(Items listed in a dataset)
╔══

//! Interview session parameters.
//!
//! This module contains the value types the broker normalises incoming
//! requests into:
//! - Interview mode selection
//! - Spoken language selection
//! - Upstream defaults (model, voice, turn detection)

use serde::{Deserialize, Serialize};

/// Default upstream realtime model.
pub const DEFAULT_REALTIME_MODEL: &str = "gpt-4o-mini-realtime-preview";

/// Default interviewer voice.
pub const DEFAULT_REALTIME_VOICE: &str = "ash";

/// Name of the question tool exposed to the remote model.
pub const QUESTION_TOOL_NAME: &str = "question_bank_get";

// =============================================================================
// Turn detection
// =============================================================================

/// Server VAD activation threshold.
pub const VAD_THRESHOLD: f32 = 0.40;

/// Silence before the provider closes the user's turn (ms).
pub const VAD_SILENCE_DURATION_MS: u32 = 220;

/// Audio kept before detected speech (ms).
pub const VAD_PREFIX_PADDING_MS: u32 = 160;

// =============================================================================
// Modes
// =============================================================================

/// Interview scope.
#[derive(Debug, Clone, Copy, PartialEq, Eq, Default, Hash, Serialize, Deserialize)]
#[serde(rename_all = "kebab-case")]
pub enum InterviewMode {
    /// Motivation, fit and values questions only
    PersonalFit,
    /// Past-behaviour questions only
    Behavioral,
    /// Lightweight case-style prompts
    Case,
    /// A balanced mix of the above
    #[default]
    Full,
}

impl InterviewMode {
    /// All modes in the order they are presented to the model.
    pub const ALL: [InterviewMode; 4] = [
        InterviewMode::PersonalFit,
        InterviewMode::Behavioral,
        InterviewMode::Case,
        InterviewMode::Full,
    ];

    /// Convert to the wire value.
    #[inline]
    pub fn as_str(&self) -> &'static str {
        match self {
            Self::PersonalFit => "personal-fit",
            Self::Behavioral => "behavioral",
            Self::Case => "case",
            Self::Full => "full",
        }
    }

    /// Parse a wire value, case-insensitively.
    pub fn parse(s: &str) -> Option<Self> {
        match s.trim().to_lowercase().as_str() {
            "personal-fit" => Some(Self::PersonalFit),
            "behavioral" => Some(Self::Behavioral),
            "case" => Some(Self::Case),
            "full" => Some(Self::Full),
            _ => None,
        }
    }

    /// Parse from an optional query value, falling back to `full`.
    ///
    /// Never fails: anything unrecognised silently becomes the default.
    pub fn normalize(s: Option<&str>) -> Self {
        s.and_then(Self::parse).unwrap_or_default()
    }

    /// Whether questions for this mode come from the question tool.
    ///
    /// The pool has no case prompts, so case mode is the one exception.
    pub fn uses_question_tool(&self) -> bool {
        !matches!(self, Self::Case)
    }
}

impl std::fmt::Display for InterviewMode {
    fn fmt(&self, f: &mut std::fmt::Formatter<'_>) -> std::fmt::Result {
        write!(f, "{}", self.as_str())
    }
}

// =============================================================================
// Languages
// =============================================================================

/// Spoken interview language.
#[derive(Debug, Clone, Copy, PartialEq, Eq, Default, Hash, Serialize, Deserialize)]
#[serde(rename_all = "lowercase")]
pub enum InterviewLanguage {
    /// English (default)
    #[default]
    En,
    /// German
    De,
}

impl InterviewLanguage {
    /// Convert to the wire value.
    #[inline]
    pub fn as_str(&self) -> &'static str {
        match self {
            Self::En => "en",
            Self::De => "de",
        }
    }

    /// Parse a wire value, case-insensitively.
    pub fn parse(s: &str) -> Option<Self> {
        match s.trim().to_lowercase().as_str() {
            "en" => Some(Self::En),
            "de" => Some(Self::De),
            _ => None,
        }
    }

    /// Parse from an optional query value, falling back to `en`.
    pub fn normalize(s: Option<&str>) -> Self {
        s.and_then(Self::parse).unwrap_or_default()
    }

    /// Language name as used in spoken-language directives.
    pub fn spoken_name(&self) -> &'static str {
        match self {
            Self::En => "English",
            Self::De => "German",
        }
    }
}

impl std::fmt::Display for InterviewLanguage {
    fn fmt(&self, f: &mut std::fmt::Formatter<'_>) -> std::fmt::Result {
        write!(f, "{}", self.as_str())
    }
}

╚══
╔══

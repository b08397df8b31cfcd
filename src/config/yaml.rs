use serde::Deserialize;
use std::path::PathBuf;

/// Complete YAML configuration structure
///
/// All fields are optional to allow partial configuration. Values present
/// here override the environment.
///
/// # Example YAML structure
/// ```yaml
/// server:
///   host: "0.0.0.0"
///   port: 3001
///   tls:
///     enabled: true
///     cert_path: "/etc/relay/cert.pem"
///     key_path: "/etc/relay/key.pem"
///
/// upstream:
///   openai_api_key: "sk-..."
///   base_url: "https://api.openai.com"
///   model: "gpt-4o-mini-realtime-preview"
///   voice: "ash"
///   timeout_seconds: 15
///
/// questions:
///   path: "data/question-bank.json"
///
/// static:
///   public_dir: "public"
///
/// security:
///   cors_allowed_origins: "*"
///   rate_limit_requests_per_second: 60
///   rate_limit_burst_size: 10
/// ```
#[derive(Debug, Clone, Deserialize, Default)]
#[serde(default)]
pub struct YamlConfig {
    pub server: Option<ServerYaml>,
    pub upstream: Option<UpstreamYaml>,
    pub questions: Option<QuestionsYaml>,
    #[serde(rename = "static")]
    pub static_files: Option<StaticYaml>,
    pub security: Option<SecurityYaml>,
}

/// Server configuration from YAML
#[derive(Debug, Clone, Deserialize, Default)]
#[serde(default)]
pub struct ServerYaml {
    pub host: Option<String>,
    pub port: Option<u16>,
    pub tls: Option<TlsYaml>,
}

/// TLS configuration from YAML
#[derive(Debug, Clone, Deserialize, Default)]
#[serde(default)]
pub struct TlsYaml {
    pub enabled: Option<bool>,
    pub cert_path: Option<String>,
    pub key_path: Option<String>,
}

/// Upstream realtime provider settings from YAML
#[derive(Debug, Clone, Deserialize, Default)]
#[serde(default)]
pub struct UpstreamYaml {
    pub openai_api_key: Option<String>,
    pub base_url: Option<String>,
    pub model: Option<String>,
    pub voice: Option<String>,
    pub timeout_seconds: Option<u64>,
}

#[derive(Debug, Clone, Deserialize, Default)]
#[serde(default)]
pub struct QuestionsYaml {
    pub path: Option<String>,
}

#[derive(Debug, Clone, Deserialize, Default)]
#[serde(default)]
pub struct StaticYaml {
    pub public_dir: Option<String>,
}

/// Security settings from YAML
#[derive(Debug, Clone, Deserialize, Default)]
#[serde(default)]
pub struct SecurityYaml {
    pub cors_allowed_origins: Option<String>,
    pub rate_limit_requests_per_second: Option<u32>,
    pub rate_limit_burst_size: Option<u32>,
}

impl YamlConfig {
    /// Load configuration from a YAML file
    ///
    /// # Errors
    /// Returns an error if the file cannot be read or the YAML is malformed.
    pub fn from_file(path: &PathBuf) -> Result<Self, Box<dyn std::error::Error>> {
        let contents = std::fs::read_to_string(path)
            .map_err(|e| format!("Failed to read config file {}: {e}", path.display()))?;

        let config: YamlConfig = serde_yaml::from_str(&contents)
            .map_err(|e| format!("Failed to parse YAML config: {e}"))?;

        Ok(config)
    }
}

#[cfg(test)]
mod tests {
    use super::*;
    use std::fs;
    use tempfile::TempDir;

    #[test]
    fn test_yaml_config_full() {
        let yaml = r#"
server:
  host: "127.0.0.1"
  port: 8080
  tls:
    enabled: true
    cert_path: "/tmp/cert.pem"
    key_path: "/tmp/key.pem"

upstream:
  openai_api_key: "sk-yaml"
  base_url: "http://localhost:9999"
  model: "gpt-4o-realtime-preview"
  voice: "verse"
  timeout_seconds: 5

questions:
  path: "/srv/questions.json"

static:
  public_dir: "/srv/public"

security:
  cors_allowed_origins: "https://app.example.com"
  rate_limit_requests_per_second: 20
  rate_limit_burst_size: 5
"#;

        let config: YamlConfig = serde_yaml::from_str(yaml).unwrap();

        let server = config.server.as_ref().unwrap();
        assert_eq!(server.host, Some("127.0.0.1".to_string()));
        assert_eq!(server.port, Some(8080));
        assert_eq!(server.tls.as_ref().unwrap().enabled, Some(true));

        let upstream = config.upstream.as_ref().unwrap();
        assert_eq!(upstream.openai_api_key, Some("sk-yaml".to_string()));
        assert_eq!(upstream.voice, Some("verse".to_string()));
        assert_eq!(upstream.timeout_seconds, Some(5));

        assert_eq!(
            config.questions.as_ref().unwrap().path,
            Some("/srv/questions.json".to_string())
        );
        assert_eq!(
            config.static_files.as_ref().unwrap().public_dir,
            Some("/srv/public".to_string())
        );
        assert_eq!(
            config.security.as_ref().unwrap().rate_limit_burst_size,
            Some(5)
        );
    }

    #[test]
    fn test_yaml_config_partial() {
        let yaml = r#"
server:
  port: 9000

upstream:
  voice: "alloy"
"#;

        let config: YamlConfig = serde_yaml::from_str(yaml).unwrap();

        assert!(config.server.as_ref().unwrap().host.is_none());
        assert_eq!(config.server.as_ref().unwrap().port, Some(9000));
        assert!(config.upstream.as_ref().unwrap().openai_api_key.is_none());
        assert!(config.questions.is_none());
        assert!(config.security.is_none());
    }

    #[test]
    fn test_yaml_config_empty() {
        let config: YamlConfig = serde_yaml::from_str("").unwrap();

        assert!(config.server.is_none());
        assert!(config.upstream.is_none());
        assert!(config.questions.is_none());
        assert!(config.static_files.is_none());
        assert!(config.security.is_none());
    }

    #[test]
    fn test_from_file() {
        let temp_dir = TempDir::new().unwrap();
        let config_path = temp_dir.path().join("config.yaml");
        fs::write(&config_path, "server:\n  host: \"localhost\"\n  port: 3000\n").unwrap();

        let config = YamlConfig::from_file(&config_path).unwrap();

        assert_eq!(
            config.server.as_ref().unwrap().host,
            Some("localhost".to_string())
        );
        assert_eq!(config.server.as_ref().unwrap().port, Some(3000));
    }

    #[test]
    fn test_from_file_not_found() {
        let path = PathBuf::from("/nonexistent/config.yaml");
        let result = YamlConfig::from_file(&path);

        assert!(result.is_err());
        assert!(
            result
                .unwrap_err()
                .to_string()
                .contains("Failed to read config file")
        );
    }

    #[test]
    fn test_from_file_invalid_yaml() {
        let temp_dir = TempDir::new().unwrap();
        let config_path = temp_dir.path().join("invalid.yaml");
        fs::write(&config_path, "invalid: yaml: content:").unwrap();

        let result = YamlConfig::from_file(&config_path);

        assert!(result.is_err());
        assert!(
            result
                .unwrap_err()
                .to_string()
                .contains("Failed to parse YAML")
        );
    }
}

╚══

- [YOUR OBJECTIVE]: Please tally the lines above that include the word "selection" and answer with the number by itself.

- [WRITTEN SOLUTION]: 2